### Aim of the exercise
The answer must consist of every line from the entries that holds the word "IntegerWidth".

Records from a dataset
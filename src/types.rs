/// Column name in a trip table.
/// Examples: `pickup_datetime`, `rate_code`, `trip_duration`
pub type ColumnName = String;
/// Name of a derived or raw model feature (a normalization bound key).
/// Examples: `trip_distance`, `pickup_part_of_day`
pub type FeatureName = String;
/// Row position within a table.
pub type RowIndex = usize;
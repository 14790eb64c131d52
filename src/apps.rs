use std::error::Error;
use std::path::PathBuf;

use clap::{Parser, ValueEnum, error::ErrorKind};

use crate::config::{MissingColumnPolicy, SampleConfig, TrainConfig};
use crate::constants::{sample, training};
use crate::model::ModelKind;
use crate::preprocessing::NormalizationBounds;
use crate::sampler::make_smoke_sample;
use crate::train::run_training;

#[derive(Debug, Clone, Copy, ValueEnum)]
enum MissingColumnsArg {
    Intersect,
    Strict,
}

impl From<MissingColumnsArg> for MissingColumnPolicy {
    fn from(value: MissingColumnsArg) -> Self {
        match value {
            MissingColumnsArg::Intersect => MissingColumnPolicy::Intersect,
            MissingColumnsArg::Strict => MissingColumnPolicy::Strict,
        }
    }
}

#[derive(Debug, Parser)]
#[command(
    name = "make_smoke_sample",
    disable_help_subcommand = true,
    about = "Write a small, reproducible parquet sample of raw taxi trips",
    long_about = "Read a bounded number of rows from a parquet/CSV file or directory, downsample them with a fixed seed, keep the required raw trip columns, narrow numeric types, and write one snappy-compressed parquet file."
)]
struct MakeSmokeSampleCli {
    #[arg(long, value_name = "PATH", help = "Parquet/CSV file or a directory containing them")]
    source: PathBuf,
    #[arg(
        long,
        default_value_t = sample::DEFAULT_ROWS,
        value_parser = parse_positive_usize,
        help = "Number of rows to write"
    )]
    rows: usize,
    #[arg(long, value_name = "PATH", default_value = sample::DEFAULT_OUT, help = "Output parquet path")]
    out: PathBuf,
    #[arg(long, default_value_t = sample::DEFAULT_SEED, help = "Seed for the row downsample")]
    seed: u64,
    #[arg(
        long = "oversample-factor",
        default_value_t = sample::OVERSAMPLE_FACTOR,
        help = "Parquet rows read per requested row before downsampling"
    )]
    oversample_factor: usize,
    #[arg(
        long = "missing-columns",
        value_enum,
        default_value = "intersect",
        help = "Keep the available required columns, or fail when any is missing"
    )]
    missing_columns: MissingColumnsArg,
}

#[derive(Debug, Parser)]
#[command(
    name = "train",
    disable_help_subcommand = true,
    about = "Train and score a baseline trip-duration model",
    long_about = "Load the sample through a named pipeline, split it into train/test rows, fit the selected model, and print MAE, RMSE, and R2 as one JSON line.",
    after_help = "Every option except --bounds can also be set through the environment variable shown in brackets."
)]
struct TrainCli {
    #[arg(long, env = "MODEL", value_enum, default_value_t = ModelKind::RandomForest)]
    model: ModelKind,
    #[arg(long, env = "PIPELINE", default_value = training::DEFAULT_PIPELINE)]
    pipeline: String,
    #[arg(
        long,
        env = "ROWS",
        default_value_t = sample::DEFAULT_ROWS,
        value_parser = parse_positive_usize,
        help = "Rows read from the sample"
    )]
    rows: usize,
    #[arg(
        long = "test-size",
        env = "TEST_SIZE",
        default_value_t = training::DEFAULT_TEST_SIZE,
        help = "Held-out fraction in (0, 1)"
    )]
    test_size: f64,
    #[arg(long, env = "SEED", default_value_t = training::DEFAULT_SEED, help = "Seed for the train/test shuffle")]
    seed: u64,
    #[arg(
        long = "data-path",
        env = "DATA_PATH",
        value_name = "PATH",
        default_value = sample::DEFAULT_OUT,
        help = "Sample parquet file or directory"
    )]
    data_path: PathBuf,
    #[arg(
        long,
        value_name = "PATH",
        help = "Optional JSON file overriding individual normalization bounds"
    )]
    bounds: Option<PathBuf>,
}

/// Run the `make_smoke_sample` CLI with `args_iter` (program name excluded).
pub fn run_make_smoke_sample<I>(args_iter: I) -> Result<(), Box<dyn Error>>
where
    I: Iterator<Item = String>,
{
    init_tracing();

    let Some(cli) = parse_cli::<MakeSmokeSampleCli, _>(
        std::iter::once("make_smoke_sample".to_string()).chain(args_iter),
    )?
    else {
        return Ok(());
    };

    let config = SampleConfig {
        rows: cli.rows,
        out: cli.out,
        seed: cli.seed,
        oversample_factor: cli.oversample_factor,
        missing_columns: cli.missing_columns.into(),
        ..SampleConfig::new(cli.source)
    };
    let report = make_smoke_sample(&config)?;
    println!("{report}");
    Ok(())
}

/// Run the `train` CLI with `args_iter` (program name excluded).
pub fn run_train<I>(args_iter: I) -> Result<(), Box<dyn Error>>
where
    I: Iterator<Item = String>,
{
    init_tracing();

    let Some(cli) =
        parse_cli::<TrainCli, _>(std::iter::once("train".to_string()).chain(args_iter))?
    else {
        return Ok(());
    };

    let bounds = match &cli.bounds {
        Some(path) => {
            let overrides = NormalizationBounds::from_json_path(path)?;
            NormalizationBounds::default().with_overrides(overrides)
        }
        None => NormalizationBounds::default(),
    };
    let config = TrainConfig {
        model: cli.model,
        pipeline: cli.pipeline,
        rows: cli.rows,
        test_size: cli.test_size,
        seed: cli.seed,
        data_path: cli.data_path,
        bounds,
    };
    let report = run_training(&config)?;
    println!("{}", serde_json::to_string(&report)?);
    Ok(())
}

fn init_tracing() {
    let _ = tracing_subscriber::fmt()
        .with_env_filter(tracing_subscriber::EnvFilter::from_default_env())
        .with_writer(std::io::stderr)
        .try_init();
}

fn parse_positive_usize(raw: &str) -> Result<usize, String> {
    let parsed = raw
        .parse::<usize>()
        .map_err(|_| format!("Could not parse '{}' as a positive integer", raw))?;
    if parsed == 0 {
        return Err("value must be greater than zero".to_string());
    }
    Ok(parsed)
}

fn parse_cli<T, I>(args: I) -> Result<Option<T>, Box<dyn Error>>
where
    T: Parser,
    I: IntoIterator,
    I::Item: Into<std::ffi::OsString> + Clone,
{
    match T::try_parse_from(args) {
        Ok(cli) => Ok(Some(cli)),
        Err(err) => match err.kind() {
            ErrorKind::DisplayHelp | ErrorKind::DisplayVersion => {
                err.print()?;
                Ok(None)
            }
            _ => Err(err.into()),
        },
    }
}

#[cfg(test)]
mod tests {
    use super::*;

    fn args(list: &[&str]) -> Vec<String> {
        list.iter().map(|arg| arg.to_string()).collect()
    }

    #[test]
    fn sample_cli_defaults() {
        let cli = parse_cli::<MakeSmokeSampleCli, _>(args(&["make_smoke_sample", "--source", "trips"]))
            .unwrap()
            .unwrap();
        assert_eq!(cli.source, PathBuf::from("trips"));
        assert_eq!(cli.rows, 256);
        assert_eq!(cli.seed, 0);
        assert_eq!(cli.out, PathBuf::from("data/smoke_sample.parquet"));
        assert!(matches!(cli.missing_columns, MissingColumnsArg::Intersect));
    }

    #[test]
    fn sample_cli_requires_source_and_positive_rows() {
        assert!(parse_cli::<MakeSmokeSampleCli, _>(args(&["make_smoke_sample"])).is_err());
        assert!(
            parse_cli::<MakeSmokeSampleCli, _>(args(&[
                "make_smoke_sample",
                "--source",
                "trips",
                "--rows",
                "0"
            ]))
            .is_err()
        );
    }

    #[test]
    fn help_is_not_an_error() {
        let parsed = parse_cli::<TrainCli, _>(args(&["train", "--help"])).unwrap();
        assert!(parsed.is_none());
    }

    #[test]
    fn train_cli_flags_override_defaults() {
        let cli = parse_cli::<TrainCli, _>(args(&[
            "train",
            "--model",
            "mean",
            "--test-size",
            "0.3",
            "--seed",
            "7",
            "--data-path",
            "elsewhere.parquet",
        ]))
        .unwrap()
        .unwrap();
        assert_eq!(cli.model, ModelKind::Mean);
        assert_eq!(cli.test_size, 0.3);
        assert_eq!(cli.seed, 7);
        assert_eq!(cli.data_path, PathBuf::from("elsewhere.parquet"));
        assert!(cli.bounds.is_none());
    }

    #[test]
    fn train_cli_defaults_to_the_random_forest() {
        let cli = parse_cli::<TrainCli, _>(args(&["train"])).unwrap().unwrap();
        assert_eq!(cli.model, ModelKind::RandomForest);
        let named = parse_cli::<TrainCli, _>(args(&["train", "--model", "random_forest"]))
            .unwrap()
            .unwrap();
        assert_eq!(named.model, ModelKind::RandomForest);
    }
}
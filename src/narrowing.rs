//! Value-dependent dtype narrowing for sample artifacts.

use polars::prelude::*;
use tracing::warn;

use crate::constants::sample::LOG_PREFIX;
use crate::errors::PipelineError;

/// Target width chosen for a 64-bit integer column.
#[derive(Clone, Copy, Debug, PartialEq, Eq)]
pub enum IntegerWidth {
    /// Unsigned 1-byte (`0..=255`).
    U8,
    /// Unsigned 2-byte (`0..=65535`).
    U16,
    /// Signed 4-byte fallback.
    I32,
}

impl IntegerWidth {
    pub fn dtype(self) -> DataType {
        match self {
            IntegerWidth::U8 => DataType::UInt8,
            IntegerWidth::U16 => DataType::UInt16,
            IntegerWidth::I32 => DataType::Int32,
        }
    }
}

/// Smallest width that holds every value in `min..=max`.
///
/// Unsigned widths are preferred; anything negative or above `u16::MAX` falls
/// back to a signed 4-byte integer.
pub fn narrowest_unsigned_type(min: i64, max: i64) -> IntegerWidth {
    if min >= 0 && max <= i64::from(u8::MAX) {
        IntegerWidth::U8
    } else if min >= 0 && max <= i64::from(u16::MAX) {
        IntegerWidth::U16
    } else {
        IntegerWidth::I32
    }
}

/// Narrow one column: `Float64 -> Float32`, `Int64 ->` the observed-range width.
///
/// Every other dtype is returned unchanged, so narrowing is idempotent. An
/// all-null `Int64` column narrows to `UInt8`; one whose range exceeds `i32`
/// stays `Int64`.
pub fn narrow_column(column: &Column) -> Result<Column, PipelineError> {
    match column.dtype() {
        DataType::Float64 => Ok(column.cast(&DataType::Float32)?),
        DataType::Int64 => {
            let values = column.as_materialized_series().i64()?;
            let (min, max) = values.min().zip(values.max()).unwrap_or((0, 0));
            let width = narrowest_unsigned_type(min, max);
            if width == IntegerWidth::I32
                && (min < i64::from(i32::MIN) || max > i64::from(i32::MAX))
            {
                warn!(
                    "{LOG_PREFIX} column '{}' range [{min}, {max}] exceeds int32; keeping int64",
                    column.name()
                );
                return Ok(column.clone());
            }
            Ok(column.cast(&width.dtype())?)
        }
        _ => Ok(column.clone()),
    }
}

/// Narrow every column of `frame`.
pub fn narrow_table(frame: &DataFrame) -> Result<DataFrame, PipelineError> {
    let columns = frame
        .get_columns()
        .iter()
        .map(narrow_column)
        .collect::<Result<Vec<_>, _>>()?;
    Ok(DataFrame::new(columns)?)
}
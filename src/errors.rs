use std::io;
use std::path::PathBuf;

use polars::prelude::PolarsError;
use thiserror::Error;

use crate::types::ColumnName;

/// Error type for sampling, preprocessing, and training failures.
#[derive(Debug, Error)]
pub enum PipelineError {
    #[error("{reason}: {}", path.display())]
    NotFound { path: PathBuf, reason: String },
    #[error("no rows available: {0}")]
    EmptyResult(String),
    #[error("missing columns {missing:?}; got {present:?}")]
    SchemaMismatch {
        missing: Vec<ColumnName>,
        present: Vec<ColumnName>,
    },
    #[error("source is missing required columns {missing:?}")]
    PartialSchema { missing: Vec<ColumnName> },
    #[error("column '{column}' has an unsupported type: {details}")]
    ColumnType { column: ColumnName, details: String },
    #[error("failed reading {}: {reason}", path.display())]
    SourceUnreadable { path: PathBuf, reason: String },
    #[error("failed writing {}: {reason}", path.display())]
    ArtifactWrite { path: PathBuf, reason: String },
    #[error("configuration error: {0}")]
    Configuration(String),
    #[error("training failed: {0}")]
    Training(String),
    #[error("dataframe operation failed: {0}")]
    Frame(#[from] PolarsError),
    #[error(transparent)]
    Io(#[from] io::Error),
}

impl PipelineError {
    pub(crate) fn unreadable(path: impl Into<PathBuf>, reason: impl ToString) -> Self {
        Self::SourceUnreadable {
            path: path.into(),
            reason: reason.to_string(),
        }
    }

    pub(crate) fn write_failed(path: impl Into<PathBuf>, reason: impl ToString) -> Self {
        Self::ArtifactWrite {
            path: path.into(),
            reason: reason.to_string(),
        }
    }

    pub(crate) fn column_type(column: &str, details: impl Into<String>) -> Self {
        Self::ColumnType {
            column: column.to_string(),
            details: details.into(),
        }
    }
}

### Response box
pub enum IntegerWidth {
impl IntegerWidth {
            IntegerWidth::U8 => DataType::UInt8,
            IntegerWidth::U16 => DataType::UInt16,
            IntegerWidth::I32 => DataType::Int32,
pub fn narrowest_unsigned_type(min: i64, max: i64) -> IntegerWidth {
        IntegerWidth::U8
        IntegerWidth::U16
        IntegerWidth::I32
            if width == IntegerWidth::I32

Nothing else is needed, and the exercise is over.